Biden Proposes Shrinking Navy As Focus Shifts To Climate

In the era of increased global tensions, President Joe Biden’s proposed military budget for 2024 calls for reducing the size of the U.S. Navy. Further, the branch’s leadership feels their duty is to address climate change.

Despite calls from senior Navy officers and military experts for naval expansion to counter China’s growing fleet, the budget calls for decommissioning 11 ships and the construction of only nine new ones.

This did not sit well with many in Congress. The top Republican on the Senate Armed Services Committee, Sen. Roger Wicker (R-MS), accused the White House of “sinking our future fleet.”

The senator explained that naval strength means readiness today and preparing to grow the fleet and rule the seas tomorrow. Unfortunately, Wicker believes the president is neglecting both goals with his budget priorities.

To make matters possibly worse, Secretary of the Navy Carlos Del Toro is determined to make fighting climate change a top naval mission. He explained his position earlier this month in an address at the University of the Bahamas.

Del Toro said “as Secretary of the Navy, I can tell you that I have made climate one of my top priorities since the first day I came into office.” His Navy, along with the Marine Corps, “has been working on climate and energy security for a long time.”

He told the audience that both branches are “accelerating and broadening those efforts.”

While there, Del Toro reported he met with Bahamas Prime Minister Phillip Davis.

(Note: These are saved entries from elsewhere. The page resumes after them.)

#![allow(clippy::unwrap_used, clippy::expect_used, clippy::panic)]
//! Dispatch-loop scenarios driven through the engine's public surface:
//! version sniffing, the authentication gate, fairness, and in-tick
//! teardown ordering.

mod common;

use std::sync::Arc;
use std::time::Instant;

use realm_protocol::backend::wire;
use realm_protocol::codec::cursor::ByteWriter;
use realm_protocol::codec::registry::opcodes;
use realm_protocol::config::NetworkConfig;
use realm_protocol::dispatch::engine::Engine;
use realm_protocol::dispatch::session::SessionPhase;
use realm_protocol::error::RejectReason;

use common::{
    chat_frame, client_tick_frame, connect_backend, engine_with_backend, handshake_v20,
    handshake_v25, login, TestWorld,
};

fn lone_world() -> Arc<TestWorld> {
    Arc::new(TestWorld::default().place(150_001, 1, 50, 50))
}

#[test]
fn login_round_trip_activates_the_session() {
    let mut e = engine_with_backend(lone_world());
    let sid = e.session_opened(0x7f00_0001);
    e.feed(sid, &handshake_v20(2_000_001, 150_001, 1));
    e.tick(Instant::now());

    // handshake accepted, backend round-trip in flight
    assert_eq!(e.session(sid).unwrap().phase, SessionPhase::AuthPending);
    let out = e.backend_outgoing();
    assert_eq!(common::backend_opcodes(&out), vec![wire::op::AUTH_REQ]);

    let ack = common::auth_ack_for(&e, 2_000_001);
    e.on_backend_bytes(&ack).unwrap();
    let s = e.session(sid).unwrap();
    assert_eq!(s.phase, SessionPhase::Active);
    assert_eq!(s.entity, Some(150_001));

    // the client got its account echo and the spawn acknowledgement
    let bytes = e.session_mut(sid).unwrap().take_outgoing();
    assert_eq!(&bytes[..4], &2_000_001u32.to_le_bytes());
    assert_eq!(u16::from_le_bytes([bytes[4], bytes[5]]), opcodes::AUTH_OK);
}

#[test]
fn dedicated_handshake_opcode_selects_its_version() {
    let mut e = engine_with_backend(lone_world());
    let sid = e.session_opened(0);
    e.feed(sid, &handshake_v25(2_000_001, 150_001, 0));
    e.tick(Instant::now());
    assert_eq!(e.session(sid).unwrap().version, Some(25));
}

#[test]
fn ambiguous_handshake_resolves_to_the_newest_version() {
    // 22 bytes whose layout validates under both the 19-byte legacy
    // handshake and the widened one. The newer version must win.
    let mut e = engine_with_backend(lone_world());
    let sid = e.session_opened(0);
    let mut bytes = handshake_v20(2_000_001, 150_001, 1);
    bytes.resize(22, 0);
    e.feed(sid, &bytes);
    e.tick(Instant::now());
    assert_eq!(e.session(sid).unwrap().version, Some(22));
}

#[test]
fn account_id_zero_rejected_for_every_version() {
    for handshake in [
        handshake_v20(0, 150_001, 0),
        handshake_v25(0, 150_001, 0),
    ] {
        let mut e = engine_with_backend(lone_world());
        let (tx, mut rx) = tokio::sync::mpsc::unbounded_channel();
        let sid = e.session_opened(0);
        e.attach_writer(sid, tx);
        // pad past the longest handshake layout so the sniff is not
        // waiting for more input
        let mut bytes = handshake;
        bytes.resize(22, 0);
        e.feed(sid, &bytes);
        let closed = e.tick(Instant::now());

        assert_eq!(closed, vec![sid]);
        let out = rx.try_recv().unwrap();
        assert_eq!(u16::from_le_bytes([out[0], out[1]]), opcodes::REJECT);
        assert_eq!(out[2], RejectReason::VersionRejected.code());
    }
}

#[test]
fn fairness_bound_holds_under_flood() {
    let mut e = engine_with_backend(lone_world());
    let sid = login(&mut e, &handshake_v20(2_000_001, 150_001, 1), 2_000_001);
    let before = e.metrics().snapshot().frames_dispatched;

    let frame = client_tick_frame();
    for _ in 0..20 {
        e.feed(sid, &frame);
    }
    e.tick(Instant::now());

    let per_tick = e.config().server.frames_per_tick as u64;
    assert_eq!(e.metrics().snapshot().frames_dispatched, before + per_tick);
    assert_eq!(
        e.session(sid).unwrap().buf.pending_in(),
        (20 - per_tick as usize) * frame.len()
    );
}

#[test]
fn flood_does_not_starve_the_quiet_connection() {
    let world = Arc::new(
        TestWorld::default()
            .place(150_001, 1, 50, 50)
            .place(150_002, 1, 52, 50),
    );
    let mut e = engine_with_backend(world);
    let spammer = login(&mut e, &handshake_v20(2_000_001, 150_001, 1), 2_000_001);
    let quiet = login(&mut e, &handshake_v20(2_000_002, 150_002, 1), 2_000_002);

    let frame = client_tick_frame();
    for _ in 0..50 {
        e.feed(spammer, &frame);
    }
    e.feed(quiet, &frame);
    e.tick(Instant::now());

    // the quiet session's single frame was answered this very tick
    let out = e.session_mut(quiet).unwrap().take_outgoing();
    assert_eq!(u16::from_le_bytes([out[0], out[1]]), opcodes::SERVER_TICK);
}

#[test]
fn gameplay_frame_before_auth_is_fatal() {
    let mut e = engine_with_backend(lone_world());
    let sid = e.session_opened(0);
    // valid handshake first so the version is known, then a gameplay
    // frame while authentication is still pending
    e.feed(sid, &handshake_v20(2_000_001, 150_001, 1));
    e.feed(sid, &chat_frame(b"too early"));
    let closed = e.tick(Instant::now());
    assert_eq!(closed, vec![sid]);
}

#[test]
fn unknown_opcode_for_version_disconnects() {
    let mut e = engine_with_backend(lone_world());
    let sid = login(&mut e, &handshake_v25(2_000_001, 150_001, 1), 2_000_001);
    // the legacy handshake opcode does not exist in version 25
    let mut w = ByteWriter::with_len(19);
    w.put_u16(0, opcodes::ENTER);
    let f = w.finish();
    e.feed(sid, &f);
    let closed = e.tick(Instant::now());
    assert_eq!(closed, vec![sid]);
    assert_eq!(e.metrics().snapshot().protocol_violations, 1);
}

#[test]
fn quit_stops_dispatch_for_trailing_frames() {
    let mut e = engine_with_backend(lone_world());
    let sid = login(&mut e, &handshake_v20(2_000_001, 150_001, 1), 2_000_001);
    let before = e.metrics().snapshot().frames_dispatched;

    let mut w = ByteWriter::with_len(4);
    w.put_u16(0, opcodes::QUIT);
    w.put_u16(2, 0);
    let quit = w.finish();
    e.feed(sid, &quit);
    e.feed(sid, &client_tick_frame());
    e.feed(sid, &client_tick_frame());
    let closed = e.tick(Instant::now());

    assert_eq!(closed, vec![sid]);
    // only the quit frame itself was dispatched
    assert_eq!(e.metrics().snapshot().frames_dispatched, before + 1);
}

#[test]
fn oversized_variable_frame_is_fatal() {
    let mut e = engine_with_backend(lone_world());
    let sid = login(&mut e, &handshake_v20(2_000_001, 150_001, 1), 2_000_001);
    let mut bad = Vec::new();
    bad.extend_from_slice(&opcodes::CHAT.to_le_bytes());
    bad.extend_from_slice(&50_000u16.to_le_bytes());
    e.feed(sid, &bad);
    let closed = e.tick(Instant::now());
    assert_eq!(closed, vec![sid]);
}

#[test]
fn connection_limit_rejects_with_server_closed() {
    let cfg = NetworkConfig::default_with_overrides(|c| c.server.max_connections = 1);
    let mut e = Engine::new(cfg, lone_world());
    connect_backend(&mut e);

    let _first = e.session_opened(0);
    let (tx, mut rx) = tokio::sync::mpsc::unbounded_channel();
    let second = e.session_opened(0);
    e.attach_writer(second, tx);
    let closed = e.tick(Instant::now());

    assert_eq!(closed, vec![second]);
    let out = rx.try_recv().unwrap();
    assert_eq!(out[2], RejectReason::ServerClosed.code());
}

#[test]
fn byte_stream_split_points_do_not_matter() {
    // One canonical conversation: handshake then three version queries,
    // all legal while the backend round-trip is still in flight.
    let mut stream = handshake_v20(2_000_001, 150_001, 1);
    for _ in 0..3 {
        stream.extend_from_slice(&opcodes::ADMIN_VERSION.to_le_bytes());
    }

    for split in 1..stream.len() {
        let mut e = engine_with_backend(lone_world());
        let sid = e.session_opened(0);
        e.feed(sid, &stream[..split]);
        e.tick(Instant::now());
        e.feed(sid, &stream[split..]);
        e.tick(Instant::now());
        let s = e.session(sid).unwrap();
        assert_eq!(s.version, Some(20), "split {split}");
        assert_eq!(s.phase, SessionPhase::AuthPending, "split {split}");
        assert!(e.auth_store().find(2_000_001).is_some(), "split {split}");
    }
}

The two conversed “at length” about climate change, and his remarks were focused on that controversial topic.

The top naval officer called the climate situation “an all-hands-on-deck moment.” Del Toro added that the concerns over climate change will translate into “energy efficiency, cost savings, maritime dominance, and climate security.”

The Secretary dramatically called the issue possibly “the most complex” the U.S. has ever faced or even humanity “as a species.”

The Navy has for many years set a goal of 355 manned ships, but the Biden administration seems intent on moving in the opposite direction. There are roughly 298 ships presently available, and the last three White House budget proposals called for an even smaller fleet.